I've commented on our mayor's reprehensible delinquency in the past. Not much has changed.  Kevin Faulconer, the man who's supposed to be in charge of city affairs, is still incompetent and unequipped for the complex job of running a major city like ours.  He sits at his desk in his 11th floor City Hall office in a state of suspended animation. At press conferences and speechmaking events he play-acts the role of San Diego's highest-executive elected leader.

But could our dangling mayor have gone AWOL in the face of San Diego's homelessness crisis without tacit permission from certain other elected officials?  To what degree are San Diego County Supervisors also guilty of pernicious complacency… bordering on deadly negligence?  Has their complicity over the past decade compounded our city's and region's dual crises over affordable housing and homelessness?

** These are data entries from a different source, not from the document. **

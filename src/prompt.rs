//! Prompt construction for settings and example images.

use crate::types::CameraQuery;

/// Appended to every settings prompt.
const EXPLANATION_INSTRUCTION: &str = "For each setting, also provide a concise explanation (in the corresponding 'Explanation' field) of why this specific value or range is recommended for the scene.";

/// Which settings template a scene uses.
#[derive(Debug, Clone, Copy, PartialEq, Eq)]
pub enum PromptTemplate {
    /// Motion-blur shots with fixed guidance on slow shutter, low ISO and a tripod.
    LongExposure,
    /// Everything else.
    General,
}

impl PromptTemplate {
    /// Picks the template for a scene name.
    pub fn for_scene(scene_name: &str) -> Self {
        if scene_name.to_lowercase().contains("long exposure") {
            Self::LongExposure
        } else {
            Self::General
        }
    }
}

/// Builds the camera-settings prompt for a query.
pub fn settings_prompt(query: &CameraQuery) -> String {
    let brand_info = if query.brand.is_specific() {
        format!("The user is using a {} camera.", query.brand)
    } else {
        String::new()
    };
    let model_info = match query.model.as_deref().map(str::trim) {
        Some(model) if !model.is_empty() => {
            format!("Specifically, the camera model is {model}.")
        }
        _ => String::new(),
    };

    let (intro, body) = match PromptTemplate::for_scene(&query.scene_name) {
        PromptTemplate::LongExposure => (
            "As a professional photography assistant, provide the ideal camera settings for a \"Long Exposure\" shot. The goal is to capture motion blur, such as silky water, light trails, or blurred clouds.".to_string(),
            LONG_EXPOSURE_BODY,
        ),
        PromptTemplate::General => (
            format!(
                "As a professional photography assistant, provide the ideal camera settings for the following scene: \"{}\".",
                query.scene_name
            ),
            GENERAL_BODY,
        ),
    };

    let mut lines = vec![intro];
    lines.extend([brand_info, model_info].into_iter().filter(|l| !l.is_empty()));
    lines.push(String::new());
    lines.extend(body.iter().map(|l| l.to_string()));
    lines.push(String::new());
    lines.push(EXPLANATION_INSTRUCTION.to_string());
    lines.join("\n")
}

const LONG_EXPOSURE_BODY: &[&str] = &[
    "Give a specific value or a small, specific range for the core settings.",
    "- Shutter Speed: Recommend a very slow speed, likely multiple seconds (e.g., 5-30 seconds) or Bulb mode.",
    "- ISO: Recommend the lowest possible native setting (e.g., ISO 100, ISO 64).",
    "- Aperture: Suggest a mid-range aperture for sharpness (e.g., f/8 - f/16).",
    "- Focus Mode: Heavily recommend Manual Focus (MF) and explain the user should focus before starting the exposure.",
    "- General Tip: The general tip MUST explain the absolute necessity of a sturdy tripod and using a remote shutter release or the camera's self-timer to prevent camera shake.",
    "- Brand Specific Tip: If a brand is specified, provide a relevant tip (like Long Exposure Noise Reduction). If no brand is specified, use this tip to explain what a Neutral Density (ND) filter is and why it's essential for long exposures during the day.",
];

const GENERAL_BODY: &[&str] = &[
    "Give a specific value or a small, specific range for the core settings.",
    "For brand-specific settings like Focus Mode, Metering Mode, and Drive Mode, use terminology common to the specified brand if possible. If no brand is specified, use generic terms.",
    "Provide a recommendation for a type of lens that would be suitable for this shot.",
    "Also, provide a concise, actionable 'general tip' to improve the shot.",
    "If a camera brand is specified, add a 'brand specific tip' that leverages a feature or setting of that brand. If no brand is specified, this field can be omitted or left empty.",
];

/// Builds the example-image prompt for a scene.
pub fn image_prompt(scene_name: &str) -> String {
    format!(
        "A high-quality, professional, photorealistic photograph representing the scene: \"{scene_name}\". Sharp focus, beautiful lighting, vivid colors, shot on a professional camera."
    )
}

Here's one of our big problems – County government is practically invisible.  Ask your neighbor, ask your co-worker: What's the point of County government?  Who calls the shots? What impact does it have on our daily lives? 

You might see a lot of shrugged shoulders. How many of us really understand what County Supervisors do to earn their comfortable salaries and pensions?  Is the Board of Supervisors just a cozy, self-satisfied nest for has-been politicians? Or maybe a convenient way-station along the campaign trail for political neophytes and marathon also-rans?

Possibly… but County government also happens to be an essential public entity with the power and resources to improve countless lives in San Diego.  It's worth our attention.

And since it won't be long before we are bombarded online, on TV, in our mailboxes, on our front doorknobs by campaign solicitations and promotional endorsements on behalf of a bevy of candidates badly wishing to claim a seat on the County Board of Supervisors, shouldn't we know a lot more about the job these candidates are knocking themselves out for?  

The more we know about County government, the better our decisions might be about who's best qualified for the job of running it.